Jacques Josse - L'ultime parade de Bohumil Hrabal

 

 

 

De l'ultime parade de Bohumil Hrabal, aura-t-on le fin mot ? Rien n'est moins sûr : jamais, probablement, l'on ne saura si l'écrivain chuta par accident ou délibérément de la fenêtre de sa chambre de l'hôpital de Prague, ce jour de février 1997. Jacques Josse, bien sûr, ne s'attache pas reconstituer le drame, pas plus qu'il ne cherche à l'expliciter ; tout juste semble-t-il songer, mais entre les lignes, que la chose, d'une certaine manière, allait de soi, terme logique, disons concevable, d'une existence brinquebalée par le siècle, d'une trajectoire d'écrivain que la peur "tenait entre ses griffes". Avec la justesse et la sensibilité qu'on lui connait, Josse dresse du grand écrivain tchèque un portrait à la fois impressionniste et concret, figure quotidienne et hors-normes, pétrie de joies simples, terrestres, mais en butte à un certain nombre de fêlures : une figure terriblement présente.

 

Les livres de Josse, brefs, limpides, s'agencent toujours le long d'un petit fil de mélancolie : sans doute fait-il partie de ces écrivains qui, sans le vouloir ou spécialement chercher à l'entretenir, ne peuvent s'empêcher de se retourner sur les lieux et le temps d'où ils viennent, et de reconnaître leurs dettes envers ce qui a croisé leur chemin.

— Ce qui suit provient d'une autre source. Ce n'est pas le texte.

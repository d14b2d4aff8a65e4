use serde::{Deserialize, Serialize};
use std::fmt;
use std::str::FromStr;

use crate::error::ModelError;

/// Kind of tracked content. Serialized as the lowercase key (`movie`, `series`, `documentary`).
#[derive(Debug, Clone, Copy, Serialize, Deserialize, PartialEq, Eq, Hash, Default)]
#[serde(rename_all = "lowercase")]
pub enum ContentType {
    #[default]
    Movie,
    Series,
    Documentary,
}

impl ContentType {
    pub const ALL: [ContentType; 3] = [ContentType::Movie, ContentType::Series, ContentType::Documentary];

    pub fn as_str(&self) -> &'static str {
        match self {
            ContentType::Movie => "movie",
            ContentType::Series => "series",
            ContentType::Documentary => "documentary",
        }
    }

    pub fn display_name(&self) -> &'static str {
        match self {
            ContentType::Movie => "Movie",
            ContentType::Series => "Series",
            ContentType::Documentary => "Documentary",
        }
    }
}

impl fmt::Display for ContentType {
    fn fmt(&self, f: &mut fmt::Formatter<'_>) -> fmt::Result {
        f.write_str(self.as_str())
    }
}

impl FromStr for ContentType {
    type Err = ModelError;

    fn from_str(s: &str) -> Result<Self, Self::Err> {
        match s.trim().to_lowercase().as_str() {
            "movie" => Ok(ContentType::Movie),
            "series" => Ok(ContentType::Series),
            "documentary" => Ok(ContentType::Documentary),
            other => Err(ModelError::UnknownContentType(other.to_string())),
        }
    }
}

/// Where an item is available to watch
#[derive(Debug, Clone, Copy, Serialize, Deserialize, PartialEq, Eq, Hash)]
#[serde(rename_all = "lowercase")]
pub enum Platform {
    Netflix,
    Prime,
    Apple,
    Hbo,
    Disney,
    Theaters,
}

impl Platform {
    pub const ALL: [Platform; 6] = [
        Platform::Netflix,
        Platform::Prime,
        Platform::Apple,
        Platform::Hbo,
        Platform::Disney,
        Platform::Theaters,
    ];

    /// Storage key, as written in snapshots
    pub fn as_str(&self) -> &'static str {
        match self {
            Platform::Netflix => "netflix",
            Platform::Prime => "prime",
            Platform::Apple => "apple",
            Platform::Hbo => "hbo",
            Platform::Disney => "disney",
            Platform::Theaters => "theaters",
        }
    }

    pub fn display_name(&self) -> &'static str {
        match self {
            Platform::Netflix => "Netflix",
            Platform::Prime => "Prime Video",
            Platform::Apple => "Apple TV+",
            Platform::Hbo => "HBO Max",
            Platform::Disney => "Disney+",
            Platform::Theaters => "In Theaters",
        }
    }
}

impl fmt::Display for Platform {
    fn fmt(&self, f: &mut fmt::Formatter<'_>) -> fmt::Result {
        f.write_str(self.as_str())
    }
}

impl FromStr for Platform {
    type Err = ModelError;

    fn from_str(s: &str) -> Result<Self, Self::Err> {
        let key = s.trim().to_lowercase();
        Platform::ALL
            .into_iter()
            .find(|p| p.as_str() == key)
            .ok_or(ModelError::UnknownPlatform(key))
    }
}

#[cfg(test)]
mod tests {
    use super::*;

    #[test]
    fn test_content_type_parse() {
        assert_eq!("Series".parse::<ContentType>().unwrap(), ContentType::Series);
        assert_eq!(" documentary ".parse::<ContentType>().unwrap(), ContentType::Documentary);
        assert!("podcast".parse::<ContentType>().is_err());
    }

    #[test]
    fn test_platform_parse_and_display() {
        assert_eq!("HBO".parse::<Platform>().unwrap(), Platform::Hbo);
        assert_eq!(Platform::Prime.to_string(), "prime");
        assert_eq!(Platform::Apple.display_name(), "Apple TV+");
        assert!("hulu".parse::<Platform>().is_err());
    }

    #[test]
    fn test_serialized_as_lowercase_keys() {
        assert_eq!(serde_json::to_string(&ContentType::Documentary).unwrap(), "\"documentary\"");
        assert_eq!(serde_json::to_string(&Platform::Theaters).unwrap(), "\"theaters\"");
        let platform: Platform = serde_json::from_str("\"disney\"").unwrap();
        assert_eq!(platform, Platform::Disney);
    }
}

Ce petit fil de mélancolie, noué à cet écrivain tellement vivant, qui aimait s'asseoir parmi les siens à une table du Tigre d'or et, rageur, malicieux, y boire plus que de raison, donne à Josse l'occasion d'une déambulation délicate et sereine dans l'existence d'Hrabal. De fait, l'évocation discrète des conditions de sa naissance, des innombrables petits métiers auxquels, censure oblige, il fut acculé, de cette sensation de peur qui l'habitait, de l'amour qu'il portait à sa femme, constitue un hommage pudique à l'homme autant qu'à l'écrivain.

 

De la Seconde Guerre mondiale au Printemps de Prague jusqu'à la Révolution de velours, c'est peu dire que Hrabal rencontra le siècle, à commencer par ses convulsions. Peut-être faut-il y voir les raisons de cette trop bruyante solitude qu'il donna comme titre à l'un de ses textes marquants, cette histoire de mots qui meurent, ce "monologue sorti du fond des caves" qui, comme Josse le suggère, pourrait bien à lui seul contenir tout Hrabal. Lui qui souffrait tant de "la blême, la morne, l'efflanquée, l'insupportable solitude" ne saura jamais qu'au Tigre d'or et bien d'autres bars du monde, les inconsolables se retrouvaient pour lui dire, lui chanter, lui crier qu'il n'était pas seul.

 

Jacques Josse, L'ultime parade de Bohumil Hrabal
Sur le site des Editions de la Contre-Allée

19 novembre 2016

Christian Estèbe - Le petit livre de septembre

 

 

Des lettres à l'être

 

Par complexion personnelle, j’éprouve toujours une certaine équivoque à la lecture de ce genre de livre. Une part de moi y reconnaît d’emblée quelque chose à laquelle je suis sensible, une douceur, un susurrement, un retrait, presque un exil, cette sonorité tranquille que j’aimais, plus jeune, lorsque je lisais, par exemple, Christian Bobin – la manifestation d’une certaine inadéquation, tenace, ancienne, au monde tel qu’il se présente –, mais une autre part s’en agace, ou s’en défie, renvoyant tout cela à quelque vaine lamentation, à un abattement dont je me défends (encore) un peu. Christian Estèbe, dont le livre Petit exercice d’admiration, en hommage à Marc Bernard, rencontra l’an dernier ce qu’il convient d’appeler un succès d’estime très mérité, nous conte ici l’année qu’il passa du côté de Montauban, à Caussade, où il exerça au collège les fonctions d’aide-bibliothécaire avec le statut de CES – contrat emploi solidarité. Entre souvenirs personnels, événements de la vie du collège, pensées libres sur cette étrange communauté des professeurs et discussions un peu balbutiantes avec les élèves, il nous donne ainsi à partager le quotidien d’un homme qui se retrouve en charge d’un groupe d’enfants en pleine formation – affective, sexuelle, sociale, intellectuelle. C’est écrit avec beaucoup de tact, de tendresse, de retenue, d’humour, c’est d’une poésie assez simple, ample et brève à la fois, toujours juste. En même temps, ce que l’on perçoit est évidemment plus lourd, plus mêlé, plus amer aussi ; une mélancolie très tranquille, presque muette, jamais désespérée, presque espérante.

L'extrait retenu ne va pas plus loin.